Dataset content »
********

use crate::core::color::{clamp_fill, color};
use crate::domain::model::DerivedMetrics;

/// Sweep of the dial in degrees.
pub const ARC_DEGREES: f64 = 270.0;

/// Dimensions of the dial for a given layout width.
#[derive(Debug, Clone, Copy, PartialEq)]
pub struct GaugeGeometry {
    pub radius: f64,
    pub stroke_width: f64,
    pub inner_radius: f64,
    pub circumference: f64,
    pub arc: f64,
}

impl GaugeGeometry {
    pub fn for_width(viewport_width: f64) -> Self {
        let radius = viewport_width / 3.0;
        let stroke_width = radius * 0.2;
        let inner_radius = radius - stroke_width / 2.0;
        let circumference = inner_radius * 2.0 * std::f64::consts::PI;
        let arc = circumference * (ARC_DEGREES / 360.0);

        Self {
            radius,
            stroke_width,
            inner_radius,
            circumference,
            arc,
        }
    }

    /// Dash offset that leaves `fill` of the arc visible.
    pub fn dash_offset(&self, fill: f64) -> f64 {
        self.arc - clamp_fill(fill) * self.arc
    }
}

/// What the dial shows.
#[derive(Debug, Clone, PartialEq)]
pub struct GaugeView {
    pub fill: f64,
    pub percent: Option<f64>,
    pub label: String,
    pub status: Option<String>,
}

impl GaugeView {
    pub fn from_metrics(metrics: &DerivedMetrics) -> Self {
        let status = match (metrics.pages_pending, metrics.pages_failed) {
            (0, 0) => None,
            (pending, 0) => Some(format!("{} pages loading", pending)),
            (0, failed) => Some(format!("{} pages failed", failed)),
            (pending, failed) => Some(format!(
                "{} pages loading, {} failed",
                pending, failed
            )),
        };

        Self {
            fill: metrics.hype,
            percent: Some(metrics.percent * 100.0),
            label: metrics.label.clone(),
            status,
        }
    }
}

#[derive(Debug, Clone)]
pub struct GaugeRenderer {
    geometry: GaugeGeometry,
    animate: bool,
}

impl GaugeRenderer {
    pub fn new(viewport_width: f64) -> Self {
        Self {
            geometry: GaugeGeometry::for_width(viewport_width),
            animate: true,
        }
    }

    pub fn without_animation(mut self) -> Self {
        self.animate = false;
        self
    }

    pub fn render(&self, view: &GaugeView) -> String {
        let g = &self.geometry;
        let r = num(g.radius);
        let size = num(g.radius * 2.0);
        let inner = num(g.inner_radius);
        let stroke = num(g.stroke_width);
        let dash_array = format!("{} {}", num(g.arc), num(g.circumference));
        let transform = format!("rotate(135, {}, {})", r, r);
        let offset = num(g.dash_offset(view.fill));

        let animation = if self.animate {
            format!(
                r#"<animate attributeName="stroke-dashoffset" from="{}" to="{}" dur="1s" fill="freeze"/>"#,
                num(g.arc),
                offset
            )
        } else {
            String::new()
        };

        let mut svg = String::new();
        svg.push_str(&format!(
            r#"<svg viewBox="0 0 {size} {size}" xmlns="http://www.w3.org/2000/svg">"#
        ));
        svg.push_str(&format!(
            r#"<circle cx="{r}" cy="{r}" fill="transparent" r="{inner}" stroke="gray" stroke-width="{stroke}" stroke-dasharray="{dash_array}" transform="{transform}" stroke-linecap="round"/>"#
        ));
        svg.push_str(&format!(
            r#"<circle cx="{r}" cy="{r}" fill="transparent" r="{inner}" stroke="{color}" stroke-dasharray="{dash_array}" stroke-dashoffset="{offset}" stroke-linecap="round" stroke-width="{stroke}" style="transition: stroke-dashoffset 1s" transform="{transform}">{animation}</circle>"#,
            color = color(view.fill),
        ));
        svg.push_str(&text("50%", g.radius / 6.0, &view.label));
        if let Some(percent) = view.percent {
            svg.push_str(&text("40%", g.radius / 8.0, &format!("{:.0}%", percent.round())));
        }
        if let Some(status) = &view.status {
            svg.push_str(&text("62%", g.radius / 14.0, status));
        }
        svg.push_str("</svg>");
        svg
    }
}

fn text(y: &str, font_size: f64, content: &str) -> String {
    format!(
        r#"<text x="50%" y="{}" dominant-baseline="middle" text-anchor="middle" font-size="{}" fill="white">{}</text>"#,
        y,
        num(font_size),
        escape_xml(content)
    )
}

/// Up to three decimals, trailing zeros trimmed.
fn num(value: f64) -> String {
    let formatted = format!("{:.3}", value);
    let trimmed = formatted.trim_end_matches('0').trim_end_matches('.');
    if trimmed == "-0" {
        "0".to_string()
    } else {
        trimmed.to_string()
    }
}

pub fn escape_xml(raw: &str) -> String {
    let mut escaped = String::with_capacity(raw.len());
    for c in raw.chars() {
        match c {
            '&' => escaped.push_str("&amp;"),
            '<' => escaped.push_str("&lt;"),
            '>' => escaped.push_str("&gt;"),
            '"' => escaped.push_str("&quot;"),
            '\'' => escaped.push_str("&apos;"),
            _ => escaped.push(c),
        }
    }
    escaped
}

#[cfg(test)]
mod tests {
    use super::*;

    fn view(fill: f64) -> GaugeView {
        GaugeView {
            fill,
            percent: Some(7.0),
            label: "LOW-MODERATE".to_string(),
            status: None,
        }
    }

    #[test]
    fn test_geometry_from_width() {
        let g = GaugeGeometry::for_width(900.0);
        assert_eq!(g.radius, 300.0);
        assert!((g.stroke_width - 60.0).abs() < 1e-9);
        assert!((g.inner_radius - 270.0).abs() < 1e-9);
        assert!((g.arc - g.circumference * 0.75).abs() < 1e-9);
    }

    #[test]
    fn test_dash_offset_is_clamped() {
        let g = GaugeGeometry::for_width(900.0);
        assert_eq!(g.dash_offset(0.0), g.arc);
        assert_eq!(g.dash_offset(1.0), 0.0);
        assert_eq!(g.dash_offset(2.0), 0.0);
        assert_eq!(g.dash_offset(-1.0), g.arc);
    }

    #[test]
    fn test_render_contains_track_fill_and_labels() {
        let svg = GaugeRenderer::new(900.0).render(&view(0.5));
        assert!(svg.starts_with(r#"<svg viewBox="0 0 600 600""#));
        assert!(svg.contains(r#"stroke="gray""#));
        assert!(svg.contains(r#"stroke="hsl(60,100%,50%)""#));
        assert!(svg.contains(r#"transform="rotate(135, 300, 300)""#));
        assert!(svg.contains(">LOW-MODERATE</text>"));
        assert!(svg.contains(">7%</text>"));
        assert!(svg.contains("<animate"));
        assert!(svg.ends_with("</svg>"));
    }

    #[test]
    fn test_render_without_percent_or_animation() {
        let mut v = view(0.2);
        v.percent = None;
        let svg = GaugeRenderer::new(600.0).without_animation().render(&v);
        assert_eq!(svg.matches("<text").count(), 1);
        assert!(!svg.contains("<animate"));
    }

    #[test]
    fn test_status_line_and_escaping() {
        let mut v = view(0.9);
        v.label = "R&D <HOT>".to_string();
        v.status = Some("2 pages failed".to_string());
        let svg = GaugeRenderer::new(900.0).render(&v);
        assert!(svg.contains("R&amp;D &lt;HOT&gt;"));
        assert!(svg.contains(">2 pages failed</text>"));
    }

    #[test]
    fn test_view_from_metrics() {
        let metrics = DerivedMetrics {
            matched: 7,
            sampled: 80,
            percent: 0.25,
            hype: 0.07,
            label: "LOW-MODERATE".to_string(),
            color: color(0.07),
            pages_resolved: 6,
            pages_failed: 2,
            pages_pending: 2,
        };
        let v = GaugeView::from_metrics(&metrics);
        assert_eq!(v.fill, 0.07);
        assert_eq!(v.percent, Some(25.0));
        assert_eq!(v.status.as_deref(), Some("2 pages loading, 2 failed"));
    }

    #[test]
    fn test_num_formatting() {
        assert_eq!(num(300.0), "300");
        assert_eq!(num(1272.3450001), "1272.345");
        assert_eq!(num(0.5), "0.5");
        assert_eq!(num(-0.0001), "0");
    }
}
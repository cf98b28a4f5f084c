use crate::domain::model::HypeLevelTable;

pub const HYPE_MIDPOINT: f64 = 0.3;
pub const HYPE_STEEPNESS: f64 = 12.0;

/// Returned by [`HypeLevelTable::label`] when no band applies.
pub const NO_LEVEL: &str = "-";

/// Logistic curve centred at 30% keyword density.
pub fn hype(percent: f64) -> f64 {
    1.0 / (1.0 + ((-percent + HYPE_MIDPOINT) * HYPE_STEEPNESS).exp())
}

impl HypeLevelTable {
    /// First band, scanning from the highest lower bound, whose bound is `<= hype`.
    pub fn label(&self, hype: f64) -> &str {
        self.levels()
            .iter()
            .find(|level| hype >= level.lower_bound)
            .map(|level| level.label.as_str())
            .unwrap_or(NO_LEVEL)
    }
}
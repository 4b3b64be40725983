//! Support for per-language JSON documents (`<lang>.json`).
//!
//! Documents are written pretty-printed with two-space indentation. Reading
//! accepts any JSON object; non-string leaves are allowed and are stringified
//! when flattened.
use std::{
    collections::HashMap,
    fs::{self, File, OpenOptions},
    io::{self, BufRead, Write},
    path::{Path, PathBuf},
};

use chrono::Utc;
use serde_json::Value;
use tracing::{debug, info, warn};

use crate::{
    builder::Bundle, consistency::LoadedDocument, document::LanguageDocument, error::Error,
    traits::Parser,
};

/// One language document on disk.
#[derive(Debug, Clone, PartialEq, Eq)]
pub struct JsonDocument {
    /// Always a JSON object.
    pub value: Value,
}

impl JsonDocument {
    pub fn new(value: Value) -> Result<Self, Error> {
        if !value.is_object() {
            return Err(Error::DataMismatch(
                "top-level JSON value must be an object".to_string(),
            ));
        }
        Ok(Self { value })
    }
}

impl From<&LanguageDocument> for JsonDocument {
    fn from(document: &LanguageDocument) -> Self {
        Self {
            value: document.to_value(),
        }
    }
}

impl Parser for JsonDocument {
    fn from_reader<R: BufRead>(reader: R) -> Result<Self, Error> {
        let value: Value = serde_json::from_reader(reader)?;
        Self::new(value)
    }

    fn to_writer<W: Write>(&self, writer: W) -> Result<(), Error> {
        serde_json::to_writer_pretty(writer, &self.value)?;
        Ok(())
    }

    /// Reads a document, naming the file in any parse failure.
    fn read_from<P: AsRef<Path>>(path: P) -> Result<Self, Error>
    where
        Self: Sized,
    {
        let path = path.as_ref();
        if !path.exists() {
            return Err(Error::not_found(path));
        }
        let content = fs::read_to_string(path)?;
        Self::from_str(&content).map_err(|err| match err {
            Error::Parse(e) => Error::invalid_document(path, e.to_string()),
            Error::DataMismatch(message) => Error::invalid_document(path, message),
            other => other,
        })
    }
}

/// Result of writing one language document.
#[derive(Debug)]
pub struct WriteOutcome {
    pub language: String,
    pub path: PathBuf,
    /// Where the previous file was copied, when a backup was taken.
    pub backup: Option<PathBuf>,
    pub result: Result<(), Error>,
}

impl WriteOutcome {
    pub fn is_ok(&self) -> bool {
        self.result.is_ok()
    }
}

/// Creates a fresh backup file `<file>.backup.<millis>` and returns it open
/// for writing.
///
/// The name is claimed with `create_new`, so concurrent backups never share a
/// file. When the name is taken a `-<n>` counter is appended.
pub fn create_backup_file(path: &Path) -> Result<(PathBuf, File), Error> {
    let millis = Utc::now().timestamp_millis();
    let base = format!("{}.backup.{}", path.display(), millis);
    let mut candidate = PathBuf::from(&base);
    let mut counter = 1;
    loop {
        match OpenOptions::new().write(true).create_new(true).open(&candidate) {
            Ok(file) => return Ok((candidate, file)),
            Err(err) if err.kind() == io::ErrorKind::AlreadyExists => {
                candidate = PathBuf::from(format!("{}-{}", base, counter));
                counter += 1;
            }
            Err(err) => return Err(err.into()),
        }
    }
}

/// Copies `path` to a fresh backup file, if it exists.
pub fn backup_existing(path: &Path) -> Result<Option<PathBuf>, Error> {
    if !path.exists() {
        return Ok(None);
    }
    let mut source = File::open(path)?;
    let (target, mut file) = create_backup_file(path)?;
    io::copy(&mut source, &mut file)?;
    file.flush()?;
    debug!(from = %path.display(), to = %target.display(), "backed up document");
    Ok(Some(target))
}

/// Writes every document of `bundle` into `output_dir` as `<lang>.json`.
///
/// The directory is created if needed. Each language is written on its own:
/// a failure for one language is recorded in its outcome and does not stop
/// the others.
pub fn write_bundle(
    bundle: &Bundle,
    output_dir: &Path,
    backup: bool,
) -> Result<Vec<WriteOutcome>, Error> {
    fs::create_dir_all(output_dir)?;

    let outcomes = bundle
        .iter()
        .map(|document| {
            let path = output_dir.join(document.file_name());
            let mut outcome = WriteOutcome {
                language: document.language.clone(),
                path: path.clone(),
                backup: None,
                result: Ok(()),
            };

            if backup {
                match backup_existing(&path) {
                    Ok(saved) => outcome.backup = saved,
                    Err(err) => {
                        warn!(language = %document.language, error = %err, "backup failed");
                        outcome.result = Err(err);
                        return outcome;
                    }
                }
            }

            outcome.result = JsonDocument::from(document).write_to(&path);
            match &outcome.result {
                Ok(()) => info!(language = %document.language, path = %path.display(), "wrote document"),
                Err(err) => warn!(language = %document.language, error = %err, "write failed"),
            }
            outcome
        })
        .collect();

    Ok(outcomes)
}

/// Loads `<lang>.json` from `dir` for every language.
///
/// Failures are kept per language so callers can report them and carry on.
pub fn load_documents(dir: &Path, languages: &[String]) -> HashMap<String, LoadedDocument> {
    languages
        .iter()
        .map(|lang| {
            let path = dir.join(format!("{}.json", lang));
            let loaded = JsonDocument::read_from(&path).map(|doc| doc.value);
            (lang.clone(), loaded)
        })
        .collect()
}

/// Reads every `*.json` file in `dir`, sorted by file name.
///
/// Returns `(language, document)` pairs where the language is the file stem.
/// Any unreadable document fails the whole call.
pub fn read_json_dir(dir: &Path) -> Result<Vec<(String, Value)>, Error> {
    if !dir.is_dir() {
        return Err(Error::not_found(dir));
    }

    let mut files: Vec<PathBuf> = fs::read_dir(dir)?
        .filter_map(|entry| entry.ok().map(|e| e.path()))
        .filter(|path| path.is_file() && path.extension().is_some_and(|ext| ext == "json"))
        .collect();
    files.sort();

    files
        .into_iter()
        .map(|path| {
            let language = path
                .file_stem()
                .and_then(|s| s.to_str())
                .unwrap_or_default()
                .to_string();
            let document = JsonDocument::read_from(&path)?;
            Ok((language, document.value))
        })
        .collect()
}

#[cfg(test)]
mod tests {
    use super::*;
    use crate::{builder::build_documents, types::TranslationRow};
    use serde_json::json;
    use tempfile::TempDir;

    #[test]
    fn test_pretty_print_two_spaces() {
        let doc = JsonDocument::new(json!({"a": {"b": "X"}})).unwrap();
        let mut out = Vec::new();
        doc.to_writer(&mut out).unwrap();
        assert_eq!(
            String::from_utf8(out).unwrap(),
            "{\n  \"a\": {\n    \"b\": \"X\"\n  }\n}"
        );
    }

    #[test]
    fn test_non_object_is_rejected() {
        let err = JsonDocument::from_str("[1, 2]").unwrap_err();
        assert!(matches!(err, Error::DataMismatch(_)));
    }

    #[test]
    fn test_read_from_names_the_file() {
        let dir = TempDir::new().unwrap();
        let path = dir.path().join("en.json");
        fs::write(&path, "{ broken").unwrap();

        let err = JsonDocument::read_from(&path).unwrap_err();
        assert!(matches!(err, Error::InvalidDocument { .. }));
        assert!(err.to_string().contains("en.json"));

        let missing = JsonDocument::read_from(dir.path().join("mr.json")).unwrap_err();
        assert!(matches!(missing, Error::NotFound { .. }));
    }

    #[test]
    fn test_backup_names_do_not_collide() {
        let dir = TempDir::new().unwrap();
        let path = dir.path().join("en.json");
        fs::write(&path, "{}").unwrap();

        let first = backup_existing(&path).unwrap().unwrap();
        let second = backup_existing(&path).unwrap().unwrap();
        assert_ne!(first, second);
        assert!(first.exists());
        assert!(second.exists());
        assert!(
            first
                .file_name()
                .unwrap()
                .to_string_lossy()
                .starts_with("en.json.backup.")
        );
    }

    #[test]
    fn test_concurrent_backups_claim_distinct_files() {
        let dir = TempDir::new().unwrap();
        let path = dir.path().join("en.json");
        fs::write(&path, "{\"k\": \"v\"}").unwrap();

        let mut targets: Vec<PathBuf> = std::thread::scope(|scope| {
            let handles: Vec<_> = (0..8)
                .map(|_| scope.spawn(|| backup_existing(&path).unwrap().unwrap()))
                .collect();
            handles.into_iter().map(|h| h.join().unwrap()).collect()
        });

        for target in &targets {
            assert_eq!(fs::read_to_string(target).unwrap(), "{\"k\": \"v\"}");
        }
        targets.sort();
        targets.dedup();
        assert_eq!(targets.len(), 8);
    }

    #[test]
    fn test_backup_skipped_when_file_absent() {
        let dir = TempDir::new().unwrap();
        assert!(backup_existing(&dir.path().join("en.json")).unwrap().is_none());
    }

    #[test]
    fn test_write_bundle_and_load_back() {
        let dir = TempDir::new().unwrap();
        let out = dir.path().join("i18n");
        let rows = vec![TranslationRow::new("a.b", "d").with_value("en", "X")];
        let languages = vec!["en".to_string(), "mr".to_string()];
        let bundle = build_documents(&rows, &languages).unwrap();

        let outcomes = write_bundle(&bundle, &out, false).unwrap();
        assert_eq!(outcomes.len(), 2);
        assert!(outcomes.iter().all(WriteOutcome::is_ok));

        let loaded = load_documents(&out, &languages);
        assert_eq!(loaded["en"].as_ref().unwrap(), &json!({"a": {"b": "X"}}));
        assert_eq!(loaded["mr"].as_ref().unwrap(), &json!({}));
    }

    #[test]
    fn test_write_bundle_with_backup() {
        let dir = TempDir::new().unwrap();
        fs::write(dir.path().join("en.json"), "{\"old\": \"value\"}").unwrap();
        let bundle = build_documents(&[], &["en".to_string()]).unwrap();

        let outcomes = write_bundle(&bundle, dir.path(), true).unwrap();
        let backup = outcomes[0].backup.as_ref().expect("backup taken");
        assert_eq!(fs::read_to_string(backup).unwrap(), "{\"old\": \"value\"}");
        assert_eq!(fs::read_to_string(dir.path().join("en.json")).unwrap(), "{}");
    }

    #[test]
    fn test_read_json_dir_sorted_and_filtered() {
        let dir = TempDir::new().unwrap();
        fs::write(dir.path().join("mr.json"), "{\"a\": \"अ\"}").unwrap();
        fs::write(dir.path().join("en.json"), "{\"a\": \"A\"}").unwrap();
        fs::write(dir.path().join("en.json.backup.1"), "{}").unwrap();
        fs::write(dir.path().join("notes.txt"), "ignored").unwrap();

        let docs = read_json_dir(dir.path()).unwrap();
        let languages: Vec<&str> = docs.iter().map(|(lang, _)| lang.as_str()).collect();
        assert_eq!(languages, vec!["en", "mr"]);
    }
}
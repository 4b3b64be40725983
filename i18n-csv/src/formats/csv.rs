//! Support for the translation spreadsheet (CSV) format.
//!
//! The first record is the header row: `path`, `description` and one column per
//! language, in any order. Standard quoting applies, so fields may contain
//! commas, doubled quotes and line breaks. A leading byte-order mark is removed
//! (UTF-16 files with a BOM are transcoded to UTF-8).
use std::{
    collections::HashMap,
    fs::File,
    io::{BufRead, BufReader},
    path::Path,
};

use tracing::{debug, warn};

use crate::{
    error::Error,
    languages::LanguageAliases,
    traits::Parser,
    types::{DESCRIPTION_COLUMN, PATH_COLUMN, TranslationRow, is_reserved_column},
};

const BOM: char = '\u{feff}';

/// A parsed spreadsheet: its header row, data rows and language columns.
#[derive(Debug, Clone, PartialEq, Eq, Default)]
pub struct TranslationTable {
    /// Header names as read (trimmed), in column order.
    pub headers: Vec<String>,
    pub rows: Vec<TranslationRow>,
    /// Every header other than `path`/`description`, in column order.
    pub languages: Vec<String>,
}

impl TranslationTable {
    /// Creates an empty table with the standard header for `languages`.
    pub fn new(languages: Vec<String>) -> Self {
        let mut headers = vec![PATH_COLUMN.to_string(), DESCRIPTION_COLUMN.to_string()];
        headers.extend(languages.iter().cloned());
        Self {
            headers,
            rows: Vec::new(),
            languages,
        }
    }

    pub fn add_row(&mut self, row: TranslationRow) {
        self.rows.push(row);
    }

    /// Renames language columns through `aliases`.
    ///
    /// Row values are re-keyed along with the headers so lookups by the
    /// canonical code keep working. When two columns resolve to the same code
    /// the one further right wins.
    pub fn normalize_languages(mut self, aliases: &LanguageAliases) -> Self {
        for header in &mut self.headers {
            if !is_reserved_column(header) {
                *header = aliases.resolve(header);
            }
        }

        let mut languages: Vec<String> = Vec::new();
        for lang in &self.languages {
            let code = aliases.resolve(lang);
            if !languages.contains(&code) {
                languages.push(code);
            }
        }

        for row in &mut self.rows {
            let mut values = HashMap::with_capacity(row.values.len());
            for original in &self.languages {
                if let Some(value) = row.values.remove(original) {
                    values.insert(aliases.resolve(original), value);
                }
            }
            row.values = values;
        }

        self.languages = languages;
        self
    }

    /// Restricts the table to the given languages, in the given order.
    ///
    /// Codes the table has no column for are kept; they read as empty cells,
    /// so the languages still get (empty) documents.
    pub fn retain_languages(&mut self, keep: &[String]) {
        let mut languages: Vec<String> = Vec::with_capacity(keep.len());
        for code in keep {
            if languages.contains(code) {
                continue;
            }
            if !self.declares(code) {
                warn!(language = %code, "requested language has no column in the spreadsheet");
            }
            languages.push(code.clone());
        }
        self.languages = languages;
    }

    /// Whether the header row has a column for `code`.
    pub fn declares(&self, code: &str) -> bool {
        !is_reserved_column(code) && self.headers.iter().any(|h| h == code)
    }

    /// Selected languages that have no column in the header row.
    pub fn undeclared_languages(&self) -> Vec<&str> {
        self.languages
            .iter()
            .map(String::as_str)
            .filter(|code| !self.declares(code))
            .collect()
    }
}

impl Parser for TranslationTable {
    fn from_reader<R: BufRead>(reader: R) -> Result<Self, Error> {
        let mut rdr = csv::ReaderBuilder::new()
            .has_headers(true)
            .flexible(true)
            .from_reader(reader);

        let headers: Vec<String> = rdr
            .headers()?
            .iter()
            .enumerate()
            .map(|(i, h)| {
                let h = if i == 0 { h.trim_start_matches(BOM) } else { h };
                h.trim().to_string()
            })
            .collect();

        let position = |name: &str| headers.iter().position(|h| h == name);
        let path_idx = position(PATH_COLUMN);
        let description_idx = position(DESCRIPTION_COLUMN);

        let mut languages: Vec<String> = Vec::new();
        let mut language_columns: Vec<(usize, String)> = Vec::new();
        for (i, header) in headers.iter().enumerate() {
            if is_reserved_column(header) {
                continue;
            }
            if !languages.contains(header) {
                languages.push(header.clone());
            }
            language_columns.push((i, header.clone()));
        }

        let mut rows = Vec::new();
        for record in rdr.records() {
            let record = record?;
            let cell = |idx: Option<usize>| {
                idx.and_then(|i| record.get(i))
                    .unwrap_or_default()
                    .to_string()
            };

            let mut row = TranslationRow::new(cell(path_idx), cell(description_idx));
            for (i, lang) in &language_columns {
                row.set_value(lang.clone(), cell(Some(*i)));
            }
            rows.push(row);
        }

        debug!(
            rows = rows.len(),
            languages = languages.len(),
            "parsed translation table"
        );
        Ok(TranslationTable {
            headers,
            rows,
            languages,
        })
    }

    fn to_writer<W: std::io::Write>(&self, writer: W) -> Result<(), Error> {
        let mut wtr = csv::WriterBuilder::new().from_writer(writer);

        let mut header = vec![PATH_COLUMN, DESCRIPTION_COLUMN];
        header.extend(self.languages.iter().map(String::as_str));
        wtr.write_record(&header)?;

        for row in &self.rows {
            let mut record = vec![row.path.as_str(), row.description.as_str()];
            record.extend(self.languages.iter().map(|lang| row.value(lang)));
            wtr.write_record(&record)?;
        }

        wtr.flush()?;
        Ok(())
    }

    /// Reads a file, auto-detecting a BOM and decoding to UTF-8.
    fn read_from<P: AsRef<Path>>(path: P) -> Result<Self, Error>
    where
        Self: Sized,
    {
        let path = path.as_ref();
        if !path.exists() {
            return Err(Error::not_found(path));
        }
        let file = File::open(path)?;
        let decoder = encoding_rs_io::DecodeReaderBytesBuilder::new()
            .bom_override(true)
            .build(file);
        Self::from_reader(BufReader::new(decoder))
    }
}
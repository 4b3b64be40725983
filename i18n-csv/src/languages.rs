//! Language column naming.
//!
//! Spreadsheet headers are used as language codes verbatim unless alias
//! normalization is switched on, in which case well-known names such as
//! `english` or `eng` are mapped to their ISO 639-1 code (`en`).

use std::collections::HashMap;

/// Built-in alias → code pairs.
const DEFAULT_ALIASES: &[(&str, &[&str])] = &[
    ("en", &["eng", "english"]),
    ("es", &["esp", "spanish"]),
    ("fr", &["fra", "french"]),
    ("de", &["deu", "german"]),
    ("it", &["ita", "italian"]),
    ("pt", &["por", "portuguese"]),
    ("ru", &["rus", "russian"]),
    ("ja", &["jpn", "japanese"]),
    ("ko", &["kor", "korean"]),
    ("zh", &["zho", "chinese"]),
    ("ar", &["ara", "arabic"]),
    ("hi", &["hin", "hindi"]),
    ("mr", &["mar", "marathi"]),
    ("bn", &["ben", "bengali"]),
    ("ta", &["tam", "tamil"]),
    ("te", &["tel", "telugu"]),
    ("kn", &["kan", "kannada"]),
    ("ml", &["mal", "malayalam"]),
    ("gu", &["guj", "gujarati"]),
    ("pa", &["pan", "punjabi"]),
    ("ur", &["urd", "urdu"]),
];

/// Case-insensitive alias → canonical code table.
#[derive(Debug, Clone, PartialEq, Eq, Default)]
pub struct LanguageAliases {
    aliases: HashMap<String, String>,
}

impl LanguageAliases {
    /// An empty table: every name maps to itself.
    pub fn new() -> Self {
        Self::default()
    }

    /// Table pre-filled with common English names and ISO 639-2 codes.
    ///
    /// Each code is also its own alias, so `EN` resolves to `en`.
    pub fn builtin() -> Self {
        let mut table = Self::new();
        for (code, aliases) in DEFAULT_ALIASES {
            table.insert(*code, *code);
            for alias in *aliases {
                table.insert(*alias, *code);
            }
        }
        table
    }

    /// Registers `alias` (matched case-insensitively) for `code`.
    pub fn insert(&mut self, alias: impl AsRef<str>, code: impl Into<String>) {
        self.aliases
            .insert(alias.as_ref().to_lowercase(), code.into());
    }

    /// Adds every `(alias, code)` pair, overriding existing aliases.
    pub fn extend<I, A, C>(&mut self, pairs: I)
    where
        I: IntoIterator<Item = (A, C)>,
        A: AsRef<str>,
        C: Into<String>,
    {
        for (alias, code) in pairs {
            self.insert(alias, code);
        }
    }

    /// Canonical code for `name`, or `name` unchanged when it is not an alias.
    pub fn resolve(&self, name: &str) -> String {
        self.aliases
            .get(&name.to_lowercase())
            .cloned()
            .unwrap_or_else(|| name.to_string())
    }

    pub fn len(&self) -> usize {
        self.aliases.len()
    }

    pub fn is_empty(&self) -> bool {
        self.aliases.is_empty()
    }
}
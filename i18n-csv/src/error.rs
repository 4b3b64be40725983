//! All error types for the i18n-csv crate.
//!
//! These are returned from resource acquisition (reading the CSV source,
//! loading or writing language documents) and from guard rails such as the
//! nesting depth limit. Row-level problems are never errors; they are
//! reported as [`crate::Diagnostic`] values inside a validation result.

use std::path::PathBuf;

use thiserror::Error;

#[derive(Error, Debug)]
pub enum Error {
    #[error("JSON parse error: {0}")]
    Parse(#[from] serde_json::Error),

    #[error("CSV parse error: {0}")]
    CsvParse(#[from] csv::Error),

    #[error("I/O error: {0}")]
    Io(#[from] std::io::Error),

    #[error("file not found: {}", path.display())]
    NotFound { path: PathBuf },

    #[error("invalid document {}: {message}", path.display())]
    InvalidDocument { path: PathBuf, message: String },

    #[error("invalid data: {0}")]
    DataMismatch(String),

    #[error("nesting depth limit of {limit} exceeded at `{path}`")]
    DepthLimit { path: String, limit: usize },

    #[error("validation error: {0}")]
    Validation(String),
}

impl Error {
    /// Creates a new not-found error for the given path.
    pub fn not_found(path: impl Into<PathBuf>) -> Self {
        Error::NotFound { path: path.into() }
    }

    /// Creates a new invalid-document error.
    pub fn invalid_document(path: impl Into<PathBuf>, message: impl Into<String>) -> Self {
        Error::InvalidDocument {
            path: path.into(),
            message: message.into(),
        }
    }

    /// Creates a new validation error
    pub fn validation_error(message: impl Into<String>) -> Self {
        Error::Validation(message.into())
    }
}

********

Work instructions » Your task is to report how many lines of the material include the string "given". Give the number and no other words.

Answer below » 3